Es el prodigio que nosotros, sacerdotes, tocamos cada día con nuestras manos en la santa misa. La Iglesia sigue repitiendo las palabras de Jesús, y sabe que está comprometida a hacerlo hasta el fin del mundo. En virtud de esas palabras se realiza un cambio admirable: permanecen las especies eucarísticas, pero el pan y el vino se convierten, según la feliz expresión del concilio de Trento, "verdadera, real y sustancialmente" en el Cuerpo y la Sangre del Señor.
La mente queda desconcertada ante un misterio tan sublime. Numerosos interrogantes asaltan al corazón del creyente, que, a pesar de ello, encuentra paz en las palabras de Cristo."Aunque fallen los sentidos, basta sólo la fe para confirmar al corazón recto". Sostenidos por esta fe, por esta luz que ilumina nuestros pasos también en la noche de la duda y la dificultad, podemos proclamar: "Veneremos, pues, postrados tan gran sacramento".

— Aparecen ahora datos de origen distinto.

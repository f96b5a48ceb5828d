//! Market data models
//!
//! - `types` - Type aliases for common identifiers (ProviderId, Currency, ProviderSymbol)
//! - `quote` - Quote data structures (Quote, QuoteMap)

mod quote;
mod types;

pub use quote::{Quote, QuoteMap};
pub use types::{Currency, ProviderId, ProviderSymbol};
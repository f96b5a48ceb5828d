//! Engine configuration.

use std::time::Duration;

use serde::{Deserialize, Serialize};
use stockboard_market_data::AdapterConfig;

use crate::constants::{
    DEFAULT_FETCH_RETRIES, DEFAULT_FETCH_TIMEOUT_SECS, DEFAULT_REFRESH_INTERVAL_SECS,
    DEFAULT_RETRY_BACKOFF_MS,
};
use crate::errors::{Error, Result};

/// Tunables for the refresh loop and the quote adapter.
#[derive(Debug, Clone, PartialEq, Eq, Serialize, Deserialize)]
#[serde(rename_all = "camelCase")]
pub struct EngineConfig {
    /// Period between refresh cycles.
    pub refresh_interval: Duration,
    /// Upper bound for a single quote lookup.
    pub fetch_timeout: Duration,
    /// Extra attempts after a transient quote failure.
    pub max_retries: u32,
    pub retry_backoff: Duration,
}

impl Default for EngineConfig {
    fn default() -> Self {
        Self {
            refresh_interval: Duration::from_secs(DEFAULT_REFRESH_INTERVAL_SECS),
            fetch_timeout: Duration::from_secs(DEFAULT_FETCH_TIMEOUT_SECS),
            max_retries: DEFAULT_FETCH_RETRIES,
            retry_backoff: Duration::from_millis(DEFAULT_RETRY_BACKOFF_MS),
        }
    }
}

impl EngineConfig {
    pub fn with_refresh_interval(mut self, interval: Duration) -> Self {
        self.refresh_interval = interval;
        self
    }

    pub fn with_fetch_timeout(mut self, timeout: Duration) -> Self {
        self.fetch_timeout = timeout;
        self
    }

    pub fn with_max_retries(mut self, max_retries: u32) -> Self {
        self.max_retries = max_retries;
        self
    }

    /// Validates the configuration.
    pub fn validate(&self) -> Result<()> {
        if self.refresh_interval.is_zero() {
            return Err(Error::Config(
                "Refresh interval must be greater than zero".to_string(),
            ));
        }
        if self.fetch_timeout.is_zero() {
            return Err(Error::Config(
                "Fetch timeout must be greater than zero".to_string(),
            ));
        }
        Ok(())
    }

    /// Settings handed to the quote adapter.
    pub fn adapter_config(&self) -> AdapterConfig {
        AdapterConfig {
            fetch_timeout: self.fetch_timeout,
            max_retries: self.max_retries,
            retry_backoff: self.retry_backoff,
        }
    }
}

#[cfg(test)]
mod tests {
    use super::*;

    #[test]
    fn test_defaults() {
        let config = EngineConfig::default();
        assert_eq!(config.refresh_interval, Duration::from_secs(60));
        assert_eq!(config.fetch_timeout, Duration::from_secs(30));
        assert_eq!(config.max_retries, 1);
        assert!(config.validate().is_ok());
    }

    #[test]
    fn test_zero_interval_rejected() {
        let config = EngineConfig::default().with_refresh_interval(Duration::ZERO);
        assert!(matches!(config.validate(), Err(Error::Config(_))));
    }

    #[test]
    fn test_adapter_config_mirrors_engine_config() {
        let config = EngineConfig::default()
            .with_fetch_timeout(Duration::from_secs(5))
            .with_max_retries(3);
        let adapter = config.adapter_config();
        assert_eq!(adapter.fetch_timeout, Duration::from_secs(5));
        assert_eq!(adapter.max_retries, 3);
        assert_eq!(adapter.retry_backoff, config.retry_backoff);
    }
}
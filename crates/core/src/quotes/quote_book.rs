//! Symbol-keyed store of the latest quote per held symbol.
//!
//! Merge rules for a refresh result:
//!
//! - a failed or skipped batch changes nothing (last-known quotes are kept)
//! - a returned quote replaces the previous one wholesale
//! - a requested symbol missing from a successful batch is cleared
//! - quotes for symbols no longer held are discarded

use std::collections::BTreeSet;
use std::sync::{RwLock, RwLockReadGuard, RwLockWriteGuard};

use chrono::{DateTime, Utc};
use log::{debug, warn};
use serde::Serialize;
use stockboard_market_data::{Quote, QuoteBatch, QuoteMap};

/// What an [`QuoteBook::apply`] call changed.
#[derive(Debug, Clone, Copy, Default, PartialEq, Eq, Serialize)]
#[serde(rename_all = "camelCase")]
pub struct ApplyReport {
    /// Quotes written for symbols still held.
    pub applied: usize,
    /// Returned quotes dropped because the symbol is no longer held.
    pub discarded: usize,
    /// Previously known quotes removed because the symbol was unresolved.
    pub cleared: usize,
}

#[derive(Debug, Default)]
struct BookState {
    quotes: QuoteMap,
    last_updated: Option<DateTime<Utc>>,
}

#[derive(Debug, Default)]
pub struct QuoteBook {
    state: RwLock<BookState>,
}

impl QuoteBook {
    pub fn new() -> Self {
        Self::default()
    }

    fn read(&self) -> RwLockReadGuard<'_, BookState> {
        self.state.read().unwrap_or_else(|poisoned| {
            warn!("Quote book lock was poisoned, recovering");
            poisoned.into_inner()
        })
    }

    fn write(&self) -> RwLockWriteGuard<'_, BookState> {
        self.state.write().unwrap_or_else(|poisoned| {
            warn!("Quote book lock was poisoned, recovering");
            poisoned.into_inner()
        })
    }

    /// Merges a refresh result, keyed by symbol, against the symbols held
    /// at the time the result arrived.
    ///
    /// `live_symbols` is read while the book is write-locked, so a removal
    /// that pruned the book beforehand is always visible here.
    pub fn apply<F>(&self, batch: &QuoteBatch, live_symbols: F) -> ApplyReport
    where
        F: FnOnce() -> BTreeSet<String>,
    {
        let mut report = ApplyReport::default();
        if batch.is_failure() {
            return report;
        }

        let mut state = self.write();
        let live_symbols = live_symbols();
        for symbol in &batch.requested {
            if !live_symbols.contains(symbol) {
                if batch.quotes.contains_key(symbol) {
                    report.discarded += 1;
                }
                state.quotes.remove(symbol);
                continue;
            }

            match batch.quotes.get(symbol) {
                Some(quote) => {
                    state.quotes.insert(symbol.clone(), quote.clone());
                    report.applied += 1;
                }
                None => {
                    if state.quotes.remove(symbol).is_some() {
                        report.cleared += 1;
                    }
                }
            }
        }

        if report.applied > 0 {
            state.last_updated = Some(Utc::now());
        }

        debug!(
            "Quote book updated: {} applied, {} discarded, {} cleared",
            report.applied, report.discarded, report.cleared
        );
        report
    }

    /// Drops quotes for symbols that are no longer held.
    pub fn retain_symbols(&self, live_symbols: &BTreeSet<String>) -> usize {
        let mut state = self.write();
        let before = state.quotes.len();
        state.quotes.retain(|symbol, _| live_symbols.contains(symbol));
        before - state.quotes.len()
    }

    pub fn snapshot(&self) -> QuoteMap {
        self.read().quotes.clone()
    }

    pub fn get(&self, symbol: &str) -> Option<Quote> {
        self.read().quotes.get(symbol).cloned()
    }

    pub fn len(&self) -> usize {
        self.read().quotes.len()
    }

    pub fn is_empty(&self) -> bool {
        self.read().quotes.is_empty()
    }

    /// Whether at least one quote was ever obtained and is still held.
    pub fn has_any(&self) -> bool {
        !self.is_empty()
    }

    /// When a refresh last wrote a quote.
    pub fn last_updated(&self) -> Option<DateTime<Utc>> {
        self.read().last_updated
    }
}
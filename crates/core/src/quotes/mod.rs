//! Quotes module - the latest known quote per held symbol.

mod quote_book;

pub use quote_book::{ApplyReport, QuoteBook};
use std::future::Future;
use std::sync::Arc;

use anyhow::Result;
use clap::{Parser, Subcommand};
use rust_decimal::Decimal;
use stockboard_connect::DashboardApiClient;
use stockboard_core::constants::UPGRADE_HINT;
use stockboard_core::{
    Error, HoldingId, HoldingStore, NewHolding, PortfolioSnapshot, PortfolioTracker,
};
use stockboard_market_data::DashboardQuoteProvider;
use tracing::{error, info, warn};
use tracing_subscriber::{fmt, layer::SubscriberExt, util::SubscriberInitExt, EnvFilter};

mod config;
mod view;

use config::Config;

/// Track stock holdings against live prices.
#[derive(Parser, Debug)]
#[command(name = "stockboard", version)]
struct Cli {
    #[command(subcommand)]
    command: Option<Commands>,
}

#[derive(Subcommand, Debug)]
enum Commands {
    /// Refresh prices periodically and print the portfolio after each cycle (default)
    Watch {
        /// Print each snapshot as JSON
        #[arg(long)]
        json: bool,
    },
    /// List saved holdings
    List,
    /// Add a holding
    Add {
        symbol: String,
        quantity: Decimal,
        average_price: Decimal,
        #[arg(long)]
        notes: Option<String>,
    },
    /// Remove a holding by id
    Remove { id: i64 },
    /// Show the current plan
    Plan,
}

fn init_tracing(log_format: &str) {
    let filter = EnvFilter::try_from_default_env().unwrap_or_else(|_| EnvFilter::new("info"));
    let registry = tracing_subscriber::registry().with(filter);

    if log_format.eq_ignore_ascii_case("json") {
        registry
            .with(fmt::layer().json().with_current_span(false))
            .init();
    } else {
        registry
            .with(fmt::layer().with_target(true).with_line_number(true))
            .init();
    }
}

/// Turns an expired session into the message the user can act on.
fn explain(err: Error) -> anyhow::Error {
    if err.is_session_expired() {
        return anyhow::anyhow!("Session expired. Sign in again and update STOCKBOARD_TOKEN.");
    }
    if err.suggests_upgrade() {
        return anyhow::anyhow!("{} {}", err, UPGRADE_HINT);
    }
    err.into()
}

async fn watch(config: &Config, client: Arc<DashboardApiClient>, json: bool) -> Result<()> {
    let provider = Arc::new(DashboardQuoteProvider::with_timeout(
        &config.api_url,
        &config.token,
        config.fetch_timeout,
    )?);
    let tracker = PortfolioTracker::new(
        client.clone(),
        client,
        provider,
        config.engine_config(),
    )?;

    let count = tracker.start().await.map_err(explain)?;
    if count == 0 {
        warn!("No holdings to track. Add one with `stockboard add`.");
        return Ok(());
    }

    watch_refreshes(&tracker, json, tokio::signal::ctrl_c()).await
}

fn render(snapshot: &PortfolioSnapshot, json: bool) -> Result<()> {
    if json {
        println!("{}", serde_json::to_string(snapshot)?);
    } else {
        view::print_snapshot(snapshot);
    }
    info!("{}", view::summary_line(&snapshot.summary));
    Ok(())
}

/// Prints a snapshot after every completed refresh cycle until `shutdown`
/// resolves or the session expires. Stops the tracker either way.
async fn watch_refreshes<F>(tracker: &PortfolioTracker, json: bool, shutdown: F) -> Result<()>
where
    F: Future,
{
    let mut refreshes = tracker.subscribe_refreshes();
    tokio::pin!(shutdown);

    let result = loop {
        tokio::select! {
            changed = refreshes.changed() => {
                if changed.is_err() {
                    break Ok(());
                }
                let status = tracker.refresh_status();
                if status.session_expired {
                    break Err(explain(Error::SessionExpired));
                }
                if let Some(last_error) = &status.last_error {
                    warn!(
                        "Refresh failed ({} in a row), showing last known prices: {}",
                        status.consecutive_failures, last_error
                    );
                }
                if let Err(e) = render(&tracker.snapshot().await, json) {
                    break Err(e);
                }
            }
            _ = &mut shutdown => {
                info!("Shutting down");
                break Ok(());
            }
        }
    };

    tracker.shutdown();
    result
}

#[tokio::main]
async fn main() -> Result<()> {
    let cli = Cli::parse();
    let config = Config::from_env()?;
    init_tracing(&config.log_format);

    let client = Arc::new(DashboardApiClient::with_timeout(
        &config.api_url,
        &config.token,
        config.fetch_timeout,
    )?);

    let command = cli.command.unwrap_or(Commands::Watch { json: false });
    let result = match command {
        Commands::Watch { json } => watch(&config, client, json).await,
        Commands::List => {
            let store = HoldingStore::new(client);
            store.reload().await.map_err(explain)?;
            view::print_holdings(&store.list());
            Ok(())
        }
        Commands::Add {
            symbol,
            quantity,
            average_price,
            notes,
        } => {
            let mut new_holding = NewHolding::new(symbol, quantity, average_price);
            if let Some(notes) = notes {
                new_holding = new_holding.with_notes(notes);
            }
            let store = HoldingStore::new(client);
            let holding = store.add(new_holding).await.map_err(explain)?;
            info!("Added {} as #{}", holding.symbol, holding.id);
            Ok(())
        }
        Commands::Remove { id } => {
            let store = HoldingStore::new(client);
            store.reload().await.map_err(explain)?;
            let removed = store.remove(HoldingId(id)).await.map_err(explain)?;
            info!("Removed #{} ({})", removed.id, removed.symbol);
            Ok(())
        }
        Commands::Plan => {
            let status = client.get_subscription_status().await.map_err(explain)?;
            let store = HoldingStore::new(client);
            let held = store.reload().await.map_err(explain)?;
            println!("{}", view::plan_line(&status, held));
            Ok(())
        }
    };

    if let Err(e) = &result {
        error!("{:#}", e);
    }
    result
}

La institución de la Eucaristía guarda relación con el rito pascual de la primera Alianza, descrito en la página del Éxodo que acabamos de proclamar: habla del cordero "sin defecto, macho, de un año" (Ex 12, 5), cuyo sacrificio liberaría al pueblo del exterminio: "La sangre será vuestra señal en las casas donde moráis. Cuando yo vea la sangre pasaré de largo ante vosotros, y no habrá entre vosotros plaga exterminadora" (Ex 12, 13).
El himno de santo Tomás comenta: "Y la antigua ley ceda el puesto al nuevo sacrificio". Por eso, con razón, los textos bíblicos de la liturgia de esta tarde orientan nuestra mirada hacia el nuevo Cordero, que con su sangre libremente derramada en la cruz estableció una Alianza nueva y definitiva. La Eucaristía es precisamente presencia sacramental de la carne inmolada y de la sangre derramada del nuevo Cordero. En la Eucaristía se ofrecen la salvación y el amor a toda la humanidad. No podemos por menos de quedar fascinados por este misterio. Hagamos nuestras las palabras de santo Tomás de Aquino: "La fe supla la incapacidad de los sentidos". Sí, la fe nos lleva al asombro y a la adoración.
Llegados a este punto, nuestra mirada se ensancha hacia el tercer elemento del tríptico que forma la liturgia de hoy. Se encuentra en el relato del evangelista san Juan, el cual nos presenta la escena conmovedora del lavatorio de los pies. Con ese gesto Jesús recuerda a los discípulos de todos los tiempos que la Eucaristía exige dar testimonio de ella mediante el servicio de amor hacia los hermanos. Hemos escuchado las palabras del Maestro divino: "Si yo, el Señor y el Maestro, os he lavado los pies, vosotros también debéis lavaros los pies unos a otros" (Jn 13, 14). Es un nuevo estilo de vida que deriva del gesto de Jesús: "Os he dado ejemplo, para que también vosotros hagáis como yo he hecho con vosotros" (Jn 13, 15).
El lavatorio de los pies se presenta como un acto paradigmático, que en la muerte en cruz y en la resurrección de Cristo encuentra su clave de lectura y su explicitación máxima. En este acto de servicio humilde la fe de la Iglesia ve el desenlace natural de toda celebración eucarística. La auténtica participación en la misa no puede por menos de engendrar el amor fraterno tanto en cada creyente como en toda la comunidad eclesial.
"Los amó hasta el extremo" (Jn 13, 1). La Eucaristía constituye el signo perenne del amor de Dios, amor que sostiene nuestro camino hacia la plena comunión con el Padre, por el Hijo, en el Espíritu. Es un amor que supera el corazón del hombre. Durante la adoración de esta noche al santísimo Sacramento, y al meditar en el misterio de la última Cena, nos sentimos inmersos en el océano de amor que brota del corazón de Dios. Hagamos nuestro, con espíritu de agradecimiento, el himno de acción de gracias del pueblo de los redimidos:
"Al Padre y al Hijo sean dadas alabanza y júbilo, salud, honor, poder y bendición. Una gloria igual sea dada al que de uno y de otro procede". Amén.